Nathan Bransford: What to cut when your book is too long

Nathan Bransford offers advice on how to handle a situation every writer (in just about every medium) is familiar with: How to choose what to cut out when you’ve gone over your )or your editor’s, or producer’s, whatever) page count. This one’s definitely a must-read.

by Nathan Bransford

Kill your darlings” is one of the most repeated bits of writing advice out there, but how do you know which darlings to murder? You need to decide what to cut from a novel, but it can be tricky.

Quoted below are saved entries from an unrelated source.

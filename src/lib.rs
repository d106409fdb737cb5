#![warn(clippy::pedantic)]
#![allow(
    clippy::module_name_repetitions,   // Rust naming conventions
    clippy::missing_errors_doc,        // one error type, documented on the enum
    clippy::missing_panics_doc,        // same
    clippy::must_use_candidate,        // string builders in format.rs
)]

pub mod decode;
pub mod error;
pub mod format;
pub mod logging;
pub mod pipeline;
pub mod rewrite;
pub mod sniff;
pub mod types;
pub mod walk;

use std::path::Path;

use error::NormError;
use types::{FileOutcome, Tally};

pub use pipeline::{process_all, process_file};
pub use walk::discover;

/// Check that `root` is an existing directory. Anything else ends the run
/// before a single file is touched.
pub fn check_root(root: &Path) -> Result<(), NormError> {
    if root.is_dir() {
        Ok(())
    } else {
        Err(NormError::DirectoryNotFound {
            path: root.to_path_buf(),
        })
    }
}

/// The single library entry point:
/// check root → discover files → process each in order → totals.
/// `report` sees every outcome as it happens; the library never prints.
pub fn run<F>(root: &Path, report: F) -> Result<Tally, NormError>
where
    F: FnMut(&Path, &FileOutcome),
{
    check_root(root)?;
    let files = discover(root)?;
    Ok(process_all(&files, report))
}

Word counts matter. They don’t matter endlessly, as novels like Twilight attest, but an overly long novel will adversely impact your odds of finding traditional publication, especially for a debut.

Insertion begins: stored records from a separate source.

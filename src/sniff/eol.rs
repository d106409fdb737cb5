/// Does `text` contain a line ending other than CRLF? Stops at the first
/// bare `\n` or lone `\r`.
#[must_use]
pub fn has_non_crlf(text: &str) -> bool {
    let bytes = text.as_bytes();
    let mut pos = 0;
    while let Some(off) = memchr::memchr2(b'\r', b'\n', &bytes[pos..]) {
        let i = pos + off;
        if bytes[i] == b'\n' || bytes.get(i + 1) != Some(&b'\n') {
            return true;
        }
        pos = i + 2;
    }
    false
}

/// Split decoded text into lines the way the rewriter needs them: `\r\n`,
/// `\n` and lone `\r` all end a line, and a terminator at the very end does
/// not start another one.
pub fn lines(text: &str) -> Lines<'_> {
    Lines { rest: text }
}

pub struct Lines<'a> {
    rest: &'a str,
}

impl<'a> Iterator for Lines<'a> {
    type Item = &'a str;

    fn next(&mut self) -> Option<&'a str> {
        if self.rest.is_empty() {
            return None;
        }
        let bytes = self.rest.as_bytes();
        let Some(i) = memchr::memchr2(b'\r', b'\n', bytes) else {
            let line = self.rest;
            self.rest = "";
            return Some(line);
        };
        let line = &self.rest[..i];
        let skip = if bytes[i] == b'\r' && bytes.get(i + 1) == Some(&b'\n') {
            2
        } else {
            1
        };
        self.rest = &self.rest[i + skip..];
        Some(line)
    }
}

#[cfg(test)]
mod tests {
    use super::*;

    #[test]
    fn crlf_only_is_canonical() {
        assert!(!has_non_crlf("a\r\nb\r\n"));
        assert!(!has_non_crlf("no newline at all"));
        assert!(!has_non_crlf(""));
        assert!(!has_non_crlf("\r\n\r\n"));
    }

    #[test]
    fn bare_lf_detected() {
        assert!(has_non_crlf("a\nb\r\n"));
        assert!(has_non_crlf("a\r\nb\n"));
    }

    #[test]
    fn lone_cr_detected() {
        assert!(has_non_crlf("a\rb"));
        assert!(has_non_crlf("a\r"));
        // \r\r\n: the first \r is alone
        assert!(has_non_crlf("a\r\r\n"));
    }

    #[test]
    fn non_ascii_text() {
        assert!(!has_non_crlf("größe\r\nüber\r\n"));
        assert!(has_non_crlf("größe\nüber"));
    }

    #[test]
    fn lines_split_on_every_terminator() {
        let got: Vec<&str> = lines("a\r\nb\nc\rd").collect();
        assert_eq!(got, ["a", "b", "c", "d"]);
    }

    #[test]
    fn trailing_terminator_adds_no_line() {
        assert_eq!(lines("foo\nbar\n").collect::<Vec<_>>(), ["foo", "bar"]);
        assert_eq!(lines("foo\r\n").collect::<Vec<_>>(), ["foo"]);
        assert_eq!(lines("").count(), 0);
    }

    #[test]
    fn blank_lines_kept() {
        assert_eq!(lines("\n").collect::<Vec<_>>(), [""]);
        assert_eq!(lines("a\n\nb").collect::<Vec<_>>(), ["a", "", "b"]);
        assert_eq!(lines("a\r\r\nb").collect::<Vec<_>>(), ["a", "", "b"]);
    }
}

And even if you’re self-publishing, no one wants to slog through a novel from an author who never once pressed the “delete” button in the course of writing a 7,000 page tome.

If you are starting with a more average word count it’s still helpful to tighten things up as much as possible, so this post is for you too.

Here’s how to know what to cut…. And it’s probably not what you’d think!

Redundancies in your prose

Believe or not, by far the most common culprit for bloated word counts is hiding in plain sight. It’s plain old sloppy writing.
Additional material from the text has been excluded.